*TASK TO COMPLETE*
Filter the records, keeping every line that has the string "Options".

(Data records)
◆ ◆ ◆ ◆ ◆

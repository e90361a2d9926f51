//! Screen flow.
//!
//! ```text
//! Loading --ok--> MainMenu --Play/Dev--> Gameplay
//!    \--err--> LoadError                  |  pause button / p
//!                                         v
//!                          Pause (over paused Gameplay) --Options--> Options
//! Gameplay --target--> LevelTransition --Continue--> Gameplay (next level)
//! Gameplay --last level--> GameComplete --> MainMenu
//! Gameplay --clock--> GameOver --Restart--> Gameplay | --Main Menu--> MainMenu
//! ```
//!
//! Input reaches only the topmost running screen.

use waste_drop_core::{GameConfig, SessionOutcome};
use waste_drop_engine::{AssetLoader, Assets, BackgroundMusic, SceneManager};

use crate::config::AppConfig;
use crate::gameplay::{Gameplay, HostSignal, NUDGE_STEP};
use crate::screen::{button_at, MenuItem, Screen, ScreenData};
use crate::types::{
    LevelInit, PointerEvent, PointerPhase, Rect, UiAction, PAUSE_BUTTON, VOLUME_STEP_PERCENT,
};

/// Level started by the main menu's developer shortcut.
pub const DEV_MODE_LEVEL: u32 = 5;

pub struct App {
    config: AppConfig,
    game_config: GameConfig,
    scenes: SceneManager<Screen, ScreenData>,
    loader: Option<AssetLoader>,
    load_progress: f32,
    load_error: Option<String>,
    assets: Assets,
    music: BackgroundMusic,
    gameplay: Option<Gameplay>,
    signals: Vec<HostSignal>,
    games_started: u32,
    quit: bool,
}

impl App {
    pub fn new(config: AppConfig, game_config: GameConfig, mut music: BackgroundMusic) -> Self {
        music.set_volume(config.music_volume);
        let loader = AssetLoader::standard(config.theme_path.clone());
        let mut scenes = SceneManager::new();
        scenes.start(Screen::Loading, ScreenData::default());
        Self {
            config,
            game_config,
            scenes,
            loader: Some(loader),
            load_progress: 0.0,
            load_error: None,
            assets: Assets::default(),
            music,
            gameplay: None,
            signals: Vec::new(),
            games_started: 0,
            quit: false,
        }
    }

    pub fn screen(&self) -> Option<Screen> {
        self.scenes.top_key()
    }

    pub fn scenes(&self) -> &SceneManager<Screen, ScreenData> {
        &self.scenes
    }

    /// Payload of the topmost screen.
    pub fn screen_data(&self) -> ScreenData {
        self.scenes.top().map(|e| e.payload).unwrap_or_default()
    }

    pub fn gameplay(&self) -> Option<&Gameplay> {
        self.gameplay.as_ref()
    }

    pub fn assets(&self) -> &Assets {
        &self.assets
    }

    pub fn load_progress(&self) -> f32 {
        self.load_progress
    }

    pub fn load_error(&self) -> Option<&str> {
        self.load_error.as_deref()
    }

    pub fn music(&self) -> &BackgroundMusic {
        &self.music
    }

    pub fn should_quit(&self) -> bool {
        self.quit
    }

    pub fn request_quit(&mut self) {
        self.quit = true;
    }

    /// Whether anything on screen moves without input.
    pub fn is_animating(&self) -> bool {
        match self.screen() {
            Some(Screen::Loading) => true,
            Some(Screen::Gameplay) => true,
            _ => false,
        }
    }

    /// Cheap hash of what the current frame shows, for render throttling.
    pub fn fingerprint(&self) -> u64 {
        let mut h: u64 = 0xcbf2_9ce4_8422_2325;
        let mut mix = |v: u64| {
            h ^= v;
            h = h.wrapping_mul(0x0100_0000_01b3);
        };
        for entry in self.scenes.iter() {
            mix(entry.key as u64);
            mix(entry.status as u64);
            mix(entry.payload.cursor as u64);
        }
        mix(u64::from(self.music.volume_percent()));
        mix((self.load_progress * 100.0) as u64);
        if let Some(g) = &self.gameplay {
            let snap = g.snapshot();
            mix(u64::from(snap.score));
            mix(u64::from(snap.time_remaining));
            mix(u64::from(snap.level));
            for body in g.world().bodies() {
                mix(u64::from(body.id.0));
                mix(body.x as u64);
                mix(body.y as u64);
            }
            mix(g.fader().labels().len() as u64);
        }
        h
    }

    /// Advance the app by one host step.
    pub fn tick(&mut self, dt_ms: u32) {
        match self.screen() {
            Some(Screen::Loading) => self.step_loading(),
            Some(Screen::Gameplay) => {
                let mut signals = std::mem::take(&mut self.signals);
                if let Some(gameplay) = self.gameplay.as_mut() {
                    gameplay.tick(dt_ms, &mut signals);
                }
                self.handle_signals(&mut signals);
                self.signals = signals;
            }
            _ => {}
        }
    }

    fn step_loading(&mut self) {
        let Some(loader) = self.loader.as_mut() else {
            return;
        };
        match loader.step() {
            Ok(progress) => {
                self.load_progress = progress;
                if loader.is_complete() {
                    if let Some(loader) = self.loader.take() {
                        self.assets = loader.into_assets();
                    }
                    log::info!("assets loaded");
                    self.after_loading();
                }
            }
            Err(e) => {
                log::error!("failed to load game assets: {:#}", e);
                self.loader = None;
                self.load_error = Some(format!("{:#}", e));
                self.scenes.start(Screen::LoadError, ScreenData::default());
            }
        }
    }

    fn after_loading(&mut self) {
        match self.config.start_level {
            Some(level) => self.start_game(LevelInit {
                level: Some(level),
                score: Some(0),
            }),
            None => self.scenes.start(Screen::MainMenu, ScreenData::default()),
        }
    }

    pub fn start_game(&mut self, init: LevelInit) {
        let seed = self.config.seed.wrapping_add(self.games_started);
        self.games_started = self.games_started.wrapping_add(1);
        log::info!("starting game at {:?} with seed {}", init, seed);

        self.music.stop();
        self.scenes.start(Screen::Gameplay, ScreenData::default());
        let mut signals = std::mem::take(&mut self.signals);
        self.gameplay = Some(Gameplay::start(
            self.game_config.clone(),
            seed,
            init,
            &mut signals,
        ));
        self.handle_signals(&mut signals);
        self.signals = signals;
    }

    fn handle_signals(&mut self, signals: &mut Vec<HostSignal>) {
        for signal in signals.drain(..) {
            match signal {
                HostSignal::PlayMusic => self.music.play(),
                HostSignal::StopMusic => self.music.stop(),
                HostSignal::Transition(card) => {
                    self.scenes.pause(Screen::Gameplay);
                    self.scenes
                        .launch(Screen::LevelTransition, ScreenData::with_card(card));
                }
                HostSignal::Finished(outcome) => {
                    self.gameplay = None;
                    let screen = match outcome {
                        SessionOutcome::GameOver(_) => Screen::GameOver,
                        SessionOutcome::Completed(_) => Screen::GameComplete,
                    };
                    self.scenes.start(screen, ScreenData::with_card(outcome.card()));
                }
            }
        }
    }

    fn pause_game(&mut self) {
        if !self.scenes.is_running(Screen::Gameplay) {
            return;
        }
        if let Some(gameplay) = self.gameplay.as_mut() {
            gameplay.cancel_drag();
        }
        self.scenes.pause(Screen::Gameplay);
        self.scenes.launch(Screen::Pause, ScreenData::default());
        log::debug!("game paused");
    }

    fn resume_game(&mut self) {
        self.scenes.stop(Screen::Options);
        self.scenes.stop(Screen::Pause);
        self.scenes.resume(Screen::Gameplay);
        log::debug!("game resumed");
    }

    fn exit_to_menu(&mut self) {
        self.music.stop();
        self.gameplay = None;
        self.scenes.start(Screen::MainMenu, ScreenData::default());
    }

    fn continue_level(&mut self) {
        self.scenes.stop(Screen::LevelTransition);
        self.scenes.resume(Screen::Gameplay);
        let mut signals = std::mem::take(&mut self.signals);
        if let Some(gameplay) = self.gameplay.as_mut() {
            gameplay.continue_level(&mut signals);
        }
        self.handle_signals(&mut signals);
        self.signals = signals;
    }

    fn activate(&mut self, item: MenuItem) {
        log::debug!("menu: {:?}", item);
        match item {
            MenuItem::Play => self.start_game(LevelInit {
                level: Some(1),
                score: Some(0),
            }),
            MenuItem::DevMode => self.start_game(LevelInit {
                level: Some(DEV_MODE_LEVEL),
                score: Some(0),
            }),
            MenuItem::Exit => self.quit = true,
            MenuItem::Resume => self.resume_game(),
            MenuItem::Options => self.scenes.launch(Screen::Options, ScreenData::default()),
            MenuItem::ExitToMenu | MenuItem::MainMenu => self.exit_to_menu(),
            MenuItem::Volume => {}
            MenuItem::Back => {
                self.scenes.stop(Screen::Options);
            }
            MenuItem::Continue => self.continue_level(),
            MenuItem::Restart => self.start_game(LevelInit {
                level: Some(1),
                score: Some(0),
            }),
        }
    }

    fn adjust_volume(&mut self, steps: i32) {
        let percent = i32::from(self.music.volume_percent()) + steps * i32::from(VOLUME_STEP_PERCENT);
        self.music.set_volume_percent(percent);
        log::debug!("music volume {}%", self.music.volume_percent());
    }

    fn move_cursor(&mut self, screen: Screen, delta: isize) {
        let len = screen.menu().len() as isize;
        if len == 0 {
            return;
        }
        if let Some(data) = self.scenes.payload_mut(screen) {
            data.cursor = (data.cursor as isize + delta).rem_euclid(len) as usize;
        }
    }

    fn activate_index(&mut self, screen: Screen, index: usize) {
        let Some(&item) = screen.menu().get(index) else {
            return;
        };
        if let Some(data) = self.scenes.payload_mut(screen) {
            data.cursor = index;
        }
        self.activate(item);
    }

    pub fn handle_action(&mut self, action: UiAction) {
        if action == UiAction::Quit {
            self.quit = true;
            return;
        }
        let Some(screen) = self.screen() else {
            return;
        };
        match screen {
            Screen::Loading | Screen::LoadError => {}
            Screen::Gameplay => self.gameplay_action(action),
            _ => self.menu_action(screen, action),
        }
    }

    fn gameplay_action(&mut self, action: UiAction) {
        let mut signals = std::mem::take(&mut self.signals);
        match action {
            UiAction::Pause | UiAction::Back => self.pause_game(),
            UiAction::Grab | UiAction::Confirm => {
                if let Some(gameplay) = self.gameplay.as_mut() {
                    gameplay.toggle_grab(&mut signals);
                }
            }
            UiAction::Up | UiAction::Down | UiAction::Left | UiAction::Right => {
                let (dx, dy) = match action {
                    UiAction::Up => (0.0, -NUDGE_STEP),
                    UiAction::Down => (0.0, NUDGE_STEP),
                    UiAction::Left => (-NUDGE_STEP, 0.0),
                    _ => (NUDGE_STEP, 0.0),
                };
                if let Some(gameplay) = self.gameplay.as_mut() {
                    gameplay.nudge(dx, dy);
                }
            }
            UiAction::Select(_) | UiAction::Quit => {}
        }
        self.handle_signals(&mut signals);
        self.signals = signals;
    }

    fn menu_action(&mut self, screen: Screen, action: UiAction) {
        let cursor = self.scenes.entry(screen).map_or(0, |e| e.payload.cursor);
        let on_volume = screen.menu().get(cursor) == Some(&MenuItem::Volume);
        match action {
            UiAction::Up => self.move_cursor(screen, -1),
            UiAction::Down => self.move_cursor(screen, 1),
            UiAction::Left if on_volume => self.adjust_volume(-1),
            UiAction::Right if on_volume => self.adjust_volume(1),
            UiAction::Confirm | UiAction::Grab => self.activate_index(screen, cursor),
            UiAction::Select(n) => self.activate_index(screen, usize::from(n).wrapping_sub(1)),
            UiAction::Back | UiAction::Pause => match screen {
                Screen::Options => self.activate(MenuItem::Back),
                Screen::Pause => self.resume_game(),
                _ => {}
            },
            _ => {}
        }
    }

    /// Pointer input in world coordinates.
    pub fn handle_pointer(&mut self, event: PointerEvent) {
        let Some(screen) = self.screen() else {
            return;
        };
        match screen {
            Screen::Gameplay => {
                if event.phase == PointerPhase::Down && pause_button().contains(event.x, event.y) {
                    self.pause_game();
                    return;
                }
                let mut signals = std::mem::take(&mut self.signals);
                if let Some(gameplay) = self.gameplay.as_mut() {
                    gameplay.pointer(event, &mut signals);
                }
                self.handle_signals(&mut signals);
                self.signals = signals;
            }
            Screen::Loading | Screen::LoadError => {}
            _ => {
                if event.phase == PointerPhase::Down {
                    if let Some(index) = button_at(screen, event.x, event.y) {
                        self.activate_index(screen, index);
                    }
                }
            }
        }
    }
}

◆ ◆ ◆ ◆ ◆

*EXERCISE ANSWER*
//!                          Pause (over paused Gameplay) --Options--> Options
        self.scenes.stop(Screen::Options);
            MenuItem::Options => self.scenes.launch(Screen::Options, ScreenData::default()),
                self.scenes.stop(Screen::Options);
                Screen::Options => self.activate(MenuItem::Back),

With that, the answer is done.